##### SOURCE RECORDS #####
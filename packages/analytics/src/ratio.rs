//! Death-to-population ratios for the choropleth.
//!
//! Yearly ratios divide a country's summed deaths by that year's
//! population. A missing or zero population yields [`Ratio::Undefined`],
//! which the map renders as "no data" rather than as a zero ratio.
//!
//! The average ratio divides the sum of defined yearly ratios by the
//! length of the selected range, `end - start`, not by the number of years
//! that have a ratio. Dashboards built on this data have always coloured
//! the map that way, so the divisor is kept.

use std::collections::BTreeMap;

use disaster_map_analytics_models::{CountryRatios, Ratio};
use disaster_map_disaster_models::{CountryRecord, DisasterStore, Year, YearRange};

/// Total deaths recorded for `record` in `year`, counting unknown or
/// non-numeric cells as 0.
#[must_use]
pub fn deaths_in_year(record: &CountryRecord, year: Year) -> i64 {
    record
        .disaster
        .get(&year)
        .map_or(0, |by_type| {
            by_type
                .values()
                .map(|stats| stats.total_deaths().unwrap_or(0))
                .fold(0, i64::saturating_add)
        })
}

/// The death ratio of `record` for `year`.
#[must_use]
#[allow(clippy::cast_precision_loss)]
pub fn ratio_for_year(record: &CountryRecord, year: Year) -> Ratio {
    match record.population.get(&year) {
        Some(&population) if population > 0 => {
            Ratio::Defined(deaths_in_year(record, year) as f64 / population as f64)
        }
        _ => Ratio::Undefined,
    }
}

/// Computes yearly ratios for every disaster year of every country.
/// The returned [`CountryRatios::average`] fields are left unset.
#[must_use]
pub fn compute_ratios(data: &DisasterStore) -> BTreeMap<String, CountryRatios> {
    data.iter()
        .map(|(name, record)| {
            let yearly = record
                .disaster
                .keys()
                .map(|year| (*year, ratio_for_year(record, *year)))
                .collect();
            (
                name.clone(),
                CountryRatios {
                    yearly,
                    average: None,
                },
            )
        })
        .collect()
}

/// Returns a copy of `ratios` with each country's average set over `range`.
///
/// Countries without any defined yearly ratio get no average. A
/// single-year range has a zero divisor and also yields no average.
#[must_use]
pub fn average_ratios(
    ratios: &BTreeMap<String, CountryRatios>,
    range: YearRange,
) -> BTreeMap<String, CountryRatios> {
    let divisor = f64::from(range.span());

    ratios
        .iter()
        .map(|(name, country)| {
            let has_data = country.yearly.values().any(|r| r.is_defined());
            let average = (has_data && divisor > 0.0).then(|| country.defined_sum() / divisor);
            (
                name.clone(),
                CountryRatios {
                    yearly: country.yearly.clone(),
                    average,
                },
            )
        })
        .collect()
}

/// Computes yearly ratios and averages in one step.
#[must_use]
pub fn ratios_over(data: &DisasterStore, range: YearRange) -> BTreeMap<String, CountryRatios> {
    average_ratios(&compute_ratios(data), range)
}

/// The largest average ratio across all countries, or 0 if none has one.
#[must_use]
pub fn max_ratio(ratios: &BTreeMap<String, CountryRatios>) -> f64 {
    ratios
        .values()
        .filter_map(|c| c.average)
        .filter(|v| v.is_finite())
        .fold(0.0, f64::max)
}

#[cfg(test)]
mod tests {
    use super::*;
    use crate::fixtures;

    fn close(a: f64, b: f64) -> bool {
        (a - b).abs() < 1e-12
    }

    #[test]
    fn bermuda_end_to_end() {
        let data = fixtures::sample_store();
        let ratios = compute_ratios(&data);
        let bermuda = &ratios["Bermuda"];

        assert!(close(bermuda.yearly[&1970].value().unwrap(), 5.0 / 50_000.0));
        assert!(close(bermuda.yearly[&1971].value().unwrap(), 10.0 / 52_000.0));
        assert!(bermuda.average.is_none());

        let averaged = average_ratios(&ratios, YearRange::new(1970, 1971).unwrap());
        let expected = (5.0 / 50_000.0 + 10.0 / 52_000.0) / 1.0;
        assert!(close(averaged["Bermuda"].average.unwrap(), expected));
    }

    #[test]
    fn missing_population_is_undefined_not_zero() {
        let data = fixtures::sample_store();
        let ratios = compute_ratios(&data);
        let chile = &ratios["Chile"];

        assert!(chile.yearly[&1960].is_defined());
        assert_eq!(chile.yearly[&1962], Ratio::Undefined);
        assert_eq!(chile.yearly[&1965], Ratio::Undefined);
    }

    #[test]
    fn zero_population_is_undefined() {
        let mut data = fixtures::sample_store();
        if let Some(bermuda) = data.get_mut("Bermuda") {
            bermuda.population.insert(1970, 0);
        }
        let ratios = compute_ratios(&data);
        assert_eq!(ratios["Bermuda"].yearly[&1970], Ratio::Undefined);
    }

    #[test]
    fn average_divides_by_range_length() {
        let data = fixtures::sample_store();
        let averaged = ratios_over(&data, YearRange::new(1960, 1970).unwrap());
        let chile = averaged["Chile"].average.unwrap();
        assert!(close(chile, (1655.0 / 7_600_000.0) / 10.0));
    }

    #[test]
    fn single_year_range_has_no_average() {
        let data = fixtures::sample_store();
        let averaged = ratios_over(&data, YearRange::new(1970, 1970).unwrap());
        assert!(averaged.values().all(|c| c.average.is_none()));
        assert!(close(max_ratio(&averaged), 0.0));
    }

    #[test]
    fn country_without_defined_ratio_has_no_average() {
        let mut data = fixtures::sample_store();
        if let Some(chile) = data.get_mut("Chile") {
            chile.population.clear();
        }
        let averaged = ratios_over(&data, YearRange::new(1960, 2015).unwrap());
        assert!(averaged["Chile"].average.is_none());
        assert!(averaged["Bermuda"].average.is_some());
    }

    #[test]
    fn widest_range_still_averages() {
        let data = fixtures::sample_store();
        let range = YearRange::new(Year::MIN, Year::MAX).unwrap();
        let averaged = ratios_over(&data, range);
        let expected = (5.0 / 50_000.0 + 10.0 / 52_000.0) / f64::from(u32::MAX);
        assert!(close(averaged["Bermuda"].average.unwrap(), expected));
    }

    #[test]
    fn huge_death_counts_saturate() {
        let max = i64::MAX.to_string();
        let mut record = disaster_map_disaster_models::CountryRecord::new("Bermuda");
        fixtures::insert(
            &mut record,
            1970,
            disaster_map_disaster_models::DisasterType::Storm,
            fixtures::stats(&max, "0", "0"),
        );
        fixtures::insert(
            &mut record,
            1970,
            disaster_map_disaster_models::DisasterType::Flood,
            fixtures::stats("1", "0", "0"),
        );
        assert_eq!(deaths_in_year(&record, 1970), i64::MAX);
    }

    #[test]
    fn max_ratio_of_empty_is_zero() {
        assert!(close(max_ratio(&BTreeMap::new()), 0.0));
    }

    #[test]
    fn max_ratio_picks_largest_average() {
        let data = fixtures::sample_store();
        let averaged = ratios_over(&data, YearRange::new(1960, 1971).unwrap());
        let bermuda = averaged["Bermuda"].average.unwrap();
        let chile = averaged["Chile"].average.unwrap();
        assert!(close(max_ratio(&averaged), bermuda.max(chile)));
    }

    #[test]
    fn unknown_deaths_count_as_zero() {
        let data = fixtures::sample_store();
        assert_eq!(deaths_in_year(&data["Chile"], 1962), 0);
        assert_eq!(deaths_in_year(&data["Chile"], 1999), 0);
    }
}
#####
_WORK ITEM_: Every line that contains the string "divisor" should be copied from the entries.

_ANSWER SECTION_:
//! the map that way, so the divisor is kept.
/// single-year range has a zero divisor and also yields no average.
    let divisor = f64::from(range.span());
            let average = (has_data && divisor > 0.0).then(|| country.defined_sum() / divisor);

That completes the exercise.